Transferência de recursos

As transferências voluntárias de recursos da União aos estados e municípios, e dos estados para os municípios, também estão proibidas. Os repasses só podem ocorrer nos casos de verbas destinadas a cumprir obrigação prévia para execução de obras e serviços em andamento, com cronograma fixado; além daquelas utilizadas para atender situações de emergência e calamidade pública.

Publicidade institucional

Outra proibição é a publicidade institucional de atos, programas, obras, serviços e campanhas dos órgãos públicos federais, estaduais ou municipais, ou de entidades da administração indireta, exceto em situação de grave e urgente necessidade pública, reconhecida pela Justiça Eleitoral.

Pronunciamentos

Os agentes públicos não podem fazer pronunciamento em cadeia de rádio e televisão, fora do horário eleitoral gratuito, exceto quando tratar-se de matéria urgente, relevante e que esteja relacionada às funções do governo (a critério da Justiça Eleitoral).

Shows artísticos

Também está proibida a contratação de shows artísticos pagos com recursos públicos em inaugurações.
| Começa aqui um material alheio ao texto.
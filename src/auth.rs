use bcrypt::{hash, verify, DEFAULT_COST};

use crate::config::AdminSecretSource;

/// Shared admin secret, held only as a bcrypt hash.
#[derive(Clone)]
pub struct AdminSecret {
    hash: String,
}

impl AdminSecret {
    pub fn from_source(source: &AdminSecretSource) -> anyhow::Result<Self> {
        match source {
            AdminSecretSource::Hash(hash) => Ok(Self { hash: hash.clone() }),
            AdminSecretSource::Plain(plain) => Self::from_plain(plain, DEFAULT_COST),
        }
    }

    pub fn from_plain(plain: &str, cost: u32) -> anyhow::Result<Self> {
        Ok(Self { hash: hash(plain, cost)? })
    }

    /// bcrypt compares digests in constant time; a malformed hash counts as a mismatch.
    /// Hashing runs on the blocking pool so request workers stay free.
    pub async fn verify(&self, candidate: &str) -> bool {
        if candidate.is_empty() {
            return false;
        }

        let candidate = candidate.to_string();
        let hash = self.hash.clone();
        match tokio::task::spawn_blocking(move || verify(candidate, &hash)).await {
            Ok(result) => result.unwrap_or(false),
            Err(e) => {
                tracing::error!("admin secret check panicked: {}", e);
                false
            }
        }
    }
}
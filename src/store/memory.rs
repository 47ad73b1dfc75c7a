use std::collections::BTreeMap;
use std::sync::atomic::{AtomicBool, Ordering};
use std::sync::Mutex;

use async_trait::async_trait;
use chrono::{DateTime, Utc};

use super::{PlayerStore, StoreError};
use crate::models::player::{PlayerRecord, PlayerStats};

/// In-process store mirroring the MySQL semantics, for tests.
#[derive(Default)]
pub struct MemoryPlayerStore {
    rows: Mutex<BTreeMap<String, PlayerRecord>>,
    failing: AtomicBool,
}

impl MemoryPlayerStore {
    pub fn new() -> Self {
        Self::default()
    }

    pub fn with_rows(rows: impl IntoIterator<Item = PlayerRecord>) -> Self {
        let store = Self::new();
        {
            let mut map = store.rows.lock().unwrap();
            for row in rows {
                map.insert(row.uid.clone(), row);
            }
        }
        store
    }

    /// Make every subsequent call fail with `StoreError::Unavailable`.
    pub fn set_failing(&self, failing: bool) {
        self.failing.store(failing, Ordering::SeqCst);
    }

    pub fn get(&self, uid: &str) -> Option<PlayerRecord> {
        self.rows.lock().unwrap().get(uid).cloned()
    }

    pub fn len(&self) -> usize {
        self.rows.lock().unwrap().len()
    }

    fn check(&self) -> Result<(), StoreError> {
        if self.failing.load(Ordering::SeqCst) {
            Err(StoreError::Unavailable)
        } else {
            Ok(())
        }
    }
}

#[async_trait]
impl PlayerStore for MemoryPlayerStore {
    async fn list_players(&self) -> Result<Vec<PlayerRecord>, StoreError> {
        self.check()?;
        let mut rows: Vec<PlayerRecord> = self.rows.lock().unwrap().values().cloned().collect();
        rows.sort_by(|a, b| b.level.cmp(&a.level).then_with(|| a.uid.cmp(&b.uid)));
        Ok(rows)
    }

    async fn list_uids(&self) -> Result<Vec<String>, StoreError> {
        self.check()?;
        Ok(self.rows.lock().unwrap().keys().cloned().collect())
    }

    async fn list_uids_fetched_before(&self, cutoff: DateTime<Utc>) -> Result<Vec<String>, StoreError> {
        self.check()?;
        Ok(self
            .rows
            .lock()
            .unwrap()
            .values()
            .filter(|row| row.last_fetched.map_or(true, |at| at < cutoff))
            .map(|row| row.uid.clone())
            .collect())
    }

    async fn upsert(&self, stats: &PlayerStats, admin_added: bool) -> Result<(), StoreError> {
        self.check()?;
        let mut rows = self.rows.lock().unwrap();
        let row = rows
            .entry(stats.uid.clone())
            .or_insert_with(|| PlayerRecord::bare(&stats.uid, false));
        row.name = Some(stats.name.clone());
        row.level = Some(stats.level);
        row.exp = Some(stats.exp);
        row.region = Some(stats.region.clone());
        row.likes = Some(stats.likes);
        row.last_update = Some(stats.last_update.clone());
        row.last_fetched = Some(Utc::now());
        if admin_added {
            row.is_admin_added = true;
        }
        Ok(())
    }

    async fn insert_bare(&self, uid: &str, admin_added: bool) -> Result<(), StoreError> {
        self.check()?;
        self.rows
            .lock()
            .unwrap()
            .entry(uid.to_string())
            .or_insert_with(|| PlayerRecord::bare(uid, admin_added));
        Ok(())
    }

    async fn touch_last_fetched(&self, uid: &str) -> Result<(), StoreError> {
        self.check()?;
        if let Some(row) = self.rows.lock().unwrap().get_mut(uid) {
            row.last_fetched = Some(Utc::now());
        }
        Ok(())
    }

    async fn delete(&self, uid: &str) -> Result<u64, StoreError> {
        self.check()?;
        Ok(self.rows.lock().unwrap().remove(uid).map_or(0, |_| 1))
    }
}
use std::sync::Arc;
use std::time::Duration;

use tokio::time::{interval, MissedTickBehavior};

use crate::services::sync::SyncService;

pub async fn start_sync_scheduler(sync: Arc<SyncService>, period: Duration) {
    tracing::info!("Background Task Started: player sync every {}s", period.as_secs());
    let mut interval = interval(period);
    interval.set_missed_tick_behavior(MissedTickBehavior::Skip);

    loop {
        interval.tick().await;
        run_scheduled_sweep(&sync).await;
    }
}

async fn run_scheduled_sweep(sync: &SyncService) {
    match sync.try_sync_all().await {
        Ok(Some(summary)) => {
            tracing::debug!("Scheduled sweep covered {} players", summary.total);
        }
        Ok(None) => tracing::warn!("Previous sweep still running, skipping this tick"),
        Err(e) => tracing::error!("Background Task Error: {}", e),
    }
}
Caso a norma seja desrespeitada, além da suspensão da conduta, o candidato ficará sujeito à cassação do registro ou do diploma.

Agentes públicos

O TSE esclareceu, ainda, a definição de agente público. Considera-se, segundo o Tribunal, “aquele que exerce, ainda que transitoriamente ou sem remuneração, por eleição, nomeação, designação, contratação ou qualquer outra forma de investidura ou vínculo, mandato, cargo, emprego ou função nos órgãos ou entidades da administração pública direta, indireta ou fundacional”.